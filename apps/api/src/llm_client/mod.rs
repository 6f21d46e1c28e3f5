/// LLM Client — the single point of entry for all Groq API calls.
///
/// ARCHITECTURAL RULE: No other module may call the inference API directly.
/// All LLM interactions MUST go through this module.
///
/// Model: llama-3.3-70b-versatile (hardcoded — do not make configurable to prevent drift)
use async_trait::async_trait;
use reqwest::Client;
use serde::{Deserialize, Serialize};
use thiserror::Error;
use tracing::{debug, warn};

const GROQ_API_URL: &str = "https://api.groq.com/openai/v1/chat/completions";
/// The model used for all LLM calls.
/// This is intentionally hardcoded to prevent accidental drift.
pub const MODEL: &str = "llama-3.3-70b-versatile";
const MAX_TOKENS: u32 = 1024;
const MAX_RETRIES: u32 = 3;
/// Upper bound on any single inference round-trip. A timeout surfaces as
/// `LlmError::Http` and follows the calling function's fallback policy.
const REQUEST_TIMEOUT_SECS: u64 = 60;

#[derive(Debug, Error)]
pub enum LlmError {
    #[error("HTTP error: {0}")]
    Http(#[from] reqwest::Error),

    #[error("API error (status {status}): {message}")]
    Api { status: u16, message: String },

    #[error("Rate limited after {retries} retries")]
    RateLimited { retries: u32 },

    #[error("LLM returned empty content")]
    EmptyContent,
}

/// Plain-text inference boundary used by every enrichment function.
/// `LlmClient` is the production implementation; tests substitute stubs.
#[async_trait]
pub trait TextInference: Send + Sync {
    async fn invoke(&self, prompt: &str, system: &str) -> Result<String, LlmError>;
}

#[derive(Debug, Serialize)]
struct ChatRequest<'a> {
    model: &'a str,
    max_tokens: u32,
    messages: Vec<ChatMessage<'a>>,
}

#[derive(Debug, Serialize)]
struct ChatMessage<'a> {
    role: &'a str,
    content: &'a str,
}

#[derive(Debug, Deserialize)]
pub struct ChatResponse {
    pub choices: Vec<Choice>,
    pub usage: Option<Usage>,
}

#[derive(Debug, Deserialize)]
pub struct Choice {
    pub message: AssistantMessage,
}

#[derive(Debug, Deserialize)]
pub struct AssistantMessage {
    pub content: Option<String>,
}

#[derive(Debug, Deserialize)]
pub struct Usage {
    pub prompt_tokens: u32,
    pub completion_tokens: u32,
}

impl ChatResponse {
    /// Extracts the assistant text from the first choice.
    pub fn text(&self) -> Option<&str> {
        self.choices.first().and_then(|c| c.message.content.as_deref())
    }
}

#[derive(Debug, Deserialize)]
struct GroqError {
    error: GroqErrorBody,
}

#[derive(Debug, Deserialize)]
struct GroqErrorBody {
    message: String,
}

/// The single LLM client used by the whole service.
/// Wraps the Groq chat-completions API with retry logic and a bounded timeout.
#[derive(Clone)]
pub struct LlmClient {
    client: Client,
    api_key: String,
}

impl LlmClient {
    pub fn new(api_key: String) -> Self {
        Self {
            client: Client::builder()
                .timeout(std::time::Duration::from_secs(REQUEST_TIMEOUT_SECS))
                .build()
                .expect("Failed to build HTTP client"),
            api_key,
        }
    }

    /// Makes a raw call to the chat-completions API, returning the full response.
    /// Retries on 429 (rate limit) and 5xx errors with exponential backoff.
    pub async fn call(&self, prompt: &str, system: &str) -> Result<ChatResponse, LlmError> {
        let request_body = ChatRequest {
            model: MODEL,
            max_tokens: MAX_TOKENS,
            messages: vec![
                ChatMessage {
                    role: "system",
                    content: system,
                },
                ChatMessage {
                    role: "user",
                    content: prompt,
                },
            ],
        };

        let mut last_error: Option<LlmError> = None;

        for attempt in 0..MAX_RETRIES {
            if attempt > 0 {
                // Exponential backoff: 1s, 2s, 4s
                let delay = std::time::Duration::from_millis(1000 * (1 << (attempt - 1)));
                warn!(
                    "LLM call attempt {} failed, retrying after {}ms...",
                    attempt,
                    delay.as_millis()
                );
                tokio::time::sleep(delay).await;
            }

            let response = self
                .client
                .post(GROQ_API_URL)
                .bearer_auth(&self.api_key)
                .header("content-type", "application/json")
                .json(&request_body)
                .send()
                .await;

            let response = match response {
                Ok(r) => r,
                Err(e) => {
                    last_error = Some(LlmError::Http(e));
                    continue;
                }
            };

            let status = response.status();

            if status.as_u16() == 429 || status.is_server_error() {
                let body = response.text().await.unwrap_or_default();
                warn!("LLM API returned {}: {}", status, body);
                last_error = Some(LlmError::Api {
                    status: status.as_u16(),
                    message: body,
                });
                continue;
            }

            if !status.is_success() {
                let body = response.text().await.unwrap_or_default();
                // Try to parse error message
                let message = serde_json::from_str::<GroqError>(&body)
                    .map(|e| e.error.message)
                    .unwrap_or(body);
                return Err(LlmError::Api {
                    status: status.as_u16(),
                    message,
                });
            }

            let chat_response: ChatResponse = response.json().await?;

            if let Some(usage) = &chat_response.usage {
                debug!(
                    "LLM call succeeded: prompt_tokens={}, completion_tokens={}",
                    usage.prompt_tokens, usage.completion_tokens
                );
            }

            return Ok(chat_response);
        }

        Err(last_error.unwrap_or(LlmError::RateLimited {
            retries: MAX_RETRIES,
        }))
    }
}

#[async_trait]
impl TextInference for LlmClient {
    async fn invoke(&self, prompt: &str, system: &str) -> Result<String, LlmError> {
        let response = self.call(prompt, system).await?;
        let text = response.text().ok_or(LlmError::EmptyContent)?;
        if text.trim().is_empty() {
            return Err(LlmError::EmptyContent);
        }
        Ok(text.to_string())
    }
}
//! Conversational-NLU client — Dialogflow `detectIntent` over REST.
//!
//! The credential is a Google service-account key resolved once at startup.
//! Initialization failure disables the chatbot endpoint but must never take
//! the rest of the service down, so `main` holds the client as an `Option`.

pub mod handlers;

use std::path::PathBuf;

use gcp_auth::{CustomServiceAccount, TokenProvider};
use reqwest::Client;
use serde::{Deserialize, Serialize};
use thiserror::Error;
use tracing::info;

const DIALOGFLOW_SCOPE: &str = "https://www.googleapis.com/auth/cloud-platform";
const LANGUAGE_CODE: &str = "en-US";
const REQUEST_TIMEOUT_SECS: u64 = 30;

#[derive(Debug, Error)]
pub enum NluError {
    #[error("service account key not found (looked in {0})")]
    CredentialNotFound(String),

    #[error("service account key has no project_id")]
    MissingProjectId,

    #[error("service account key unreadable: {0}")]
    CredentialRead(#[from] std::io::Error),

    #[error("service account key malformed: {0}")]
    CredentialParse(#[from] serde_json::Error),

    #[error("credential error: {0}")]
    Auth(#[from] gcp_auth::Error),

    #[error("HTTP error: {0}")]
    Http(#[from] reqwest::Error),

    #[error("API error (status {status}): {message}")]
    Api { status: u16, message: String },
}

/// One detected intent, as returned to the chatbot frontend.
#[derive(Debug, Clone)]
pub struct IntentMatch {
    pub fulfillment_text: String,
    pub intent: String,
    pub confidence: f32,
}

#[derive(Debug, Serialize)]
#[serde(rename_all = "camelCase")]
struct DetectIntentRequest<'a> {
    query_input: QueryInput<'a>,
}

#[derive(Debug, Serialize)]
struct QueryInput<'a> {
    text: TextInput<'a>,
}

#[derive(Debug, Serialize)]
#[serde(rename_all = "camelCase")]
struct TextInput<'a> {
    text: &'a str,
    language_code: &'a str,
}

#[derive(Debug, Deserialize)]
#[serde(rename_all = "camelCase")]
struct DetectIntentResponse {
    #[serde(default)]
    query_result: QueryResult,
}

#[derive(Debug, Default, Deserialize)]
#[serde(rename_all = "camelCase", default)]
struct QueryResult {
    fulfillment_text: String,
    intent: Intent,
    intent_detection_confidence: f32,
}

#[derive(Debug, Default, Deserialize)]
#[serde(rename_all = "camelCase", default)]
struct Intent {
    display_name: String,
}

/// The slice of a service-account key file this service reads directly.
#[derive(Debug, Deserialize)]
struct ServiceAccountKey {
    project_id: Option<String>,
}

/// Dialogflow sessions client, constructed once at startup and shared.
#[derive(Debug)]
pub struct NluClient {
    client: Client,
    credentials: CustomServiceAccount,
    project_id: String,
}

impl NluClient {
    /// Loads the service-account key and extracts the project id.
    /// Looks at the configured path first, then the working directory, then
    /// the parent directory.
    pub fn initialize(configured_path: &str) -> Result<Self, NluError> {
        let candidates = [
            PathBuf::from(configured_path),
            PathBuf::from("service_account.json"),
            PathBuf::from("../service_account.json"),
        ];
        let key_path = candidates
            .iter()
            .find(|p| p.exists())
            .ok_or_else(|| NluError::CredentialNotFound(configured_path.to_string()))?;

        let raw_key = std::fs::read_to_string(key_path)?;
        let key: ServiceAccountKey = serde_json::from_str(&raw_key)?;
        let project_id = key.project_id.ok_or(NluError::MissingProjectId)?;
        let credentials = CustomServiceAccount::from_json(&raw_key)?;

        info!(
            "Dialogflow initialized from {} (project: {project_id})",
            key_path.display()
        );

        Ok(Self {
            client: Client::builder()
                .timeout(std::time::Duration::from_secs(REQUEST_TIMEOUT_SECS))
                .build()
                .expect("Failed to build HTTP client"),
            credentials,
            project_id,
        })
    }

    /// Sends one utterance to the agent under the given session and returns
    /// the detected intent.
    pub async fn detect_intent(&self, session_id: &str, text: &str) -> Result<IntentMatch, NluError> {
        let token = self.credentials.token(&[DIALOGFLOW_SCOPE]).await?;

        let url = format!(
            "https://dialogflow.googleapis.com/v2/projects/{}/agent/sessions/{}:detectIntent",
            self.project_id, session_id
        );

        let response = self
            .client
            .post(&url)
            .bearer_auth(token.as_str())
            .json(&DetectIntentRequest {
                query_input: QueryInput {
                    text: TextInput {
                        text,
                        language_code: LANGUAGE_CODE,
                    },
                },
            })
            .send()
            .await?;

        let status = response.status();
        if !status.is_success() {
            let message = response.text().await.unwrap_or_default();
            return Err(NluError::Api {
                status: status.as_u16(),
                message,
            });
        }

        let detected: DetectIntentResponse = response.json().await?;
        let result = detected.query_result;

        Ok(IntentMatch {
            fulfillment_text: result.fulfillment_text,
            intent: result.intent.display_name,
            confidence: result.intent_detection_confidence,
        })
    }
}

...

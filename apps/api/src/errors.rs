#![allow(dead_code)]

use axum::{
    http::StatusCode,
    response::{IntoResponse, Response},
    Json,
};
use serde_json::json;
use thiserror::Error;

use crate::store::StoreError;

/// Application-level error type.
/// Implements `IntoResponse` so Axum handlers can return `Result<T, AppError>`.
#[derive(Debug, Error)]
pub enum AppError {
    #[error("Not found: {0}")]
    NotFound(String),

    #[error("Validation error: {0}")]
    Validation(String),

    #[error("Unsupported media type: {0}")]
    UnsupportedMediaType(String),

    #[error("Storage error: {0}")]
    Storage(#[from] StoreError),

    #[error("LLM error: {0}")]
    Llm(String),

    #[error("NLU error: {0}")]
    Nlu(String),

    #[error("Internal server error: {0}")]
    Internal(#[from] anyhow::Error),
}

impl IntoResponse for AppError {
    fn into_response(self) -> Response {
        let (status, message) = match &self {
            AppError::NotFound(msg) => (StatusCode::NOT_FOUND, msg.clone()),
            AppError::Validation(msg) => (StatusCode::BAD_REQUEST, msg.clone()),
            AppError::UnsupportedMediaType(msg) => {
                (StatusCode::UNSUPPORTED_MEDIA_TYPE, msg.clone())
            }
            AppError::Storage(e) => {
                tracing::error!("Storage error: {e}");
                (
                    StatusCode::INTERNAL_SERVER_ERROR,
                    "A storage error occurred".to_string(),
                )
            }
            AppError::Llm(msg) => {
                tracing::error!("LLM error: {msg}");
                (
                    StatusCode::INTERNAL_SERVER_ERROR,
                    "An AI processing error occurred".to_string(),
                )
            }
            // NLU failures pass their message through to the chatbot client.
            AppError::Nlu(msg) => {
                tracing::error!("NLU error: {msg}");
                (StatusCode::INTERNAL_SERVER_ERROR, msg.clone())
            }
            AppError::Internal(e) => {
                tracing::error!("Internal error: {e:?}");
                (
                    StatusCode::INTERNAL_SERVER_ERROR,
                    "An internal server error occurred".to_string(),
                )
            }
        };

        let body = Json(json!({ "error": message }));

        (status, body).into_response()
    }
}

[Action item] Which lines of the listing contain the string "invoke"? Copy every one of them.

[Final answer]
    async fn invoke(&self, prompt: &str, system: &str) -> Result<String, LlmError>;
    async fn invoke(&self, prompt: &str, system: &str) -> Result<String, LlmError> {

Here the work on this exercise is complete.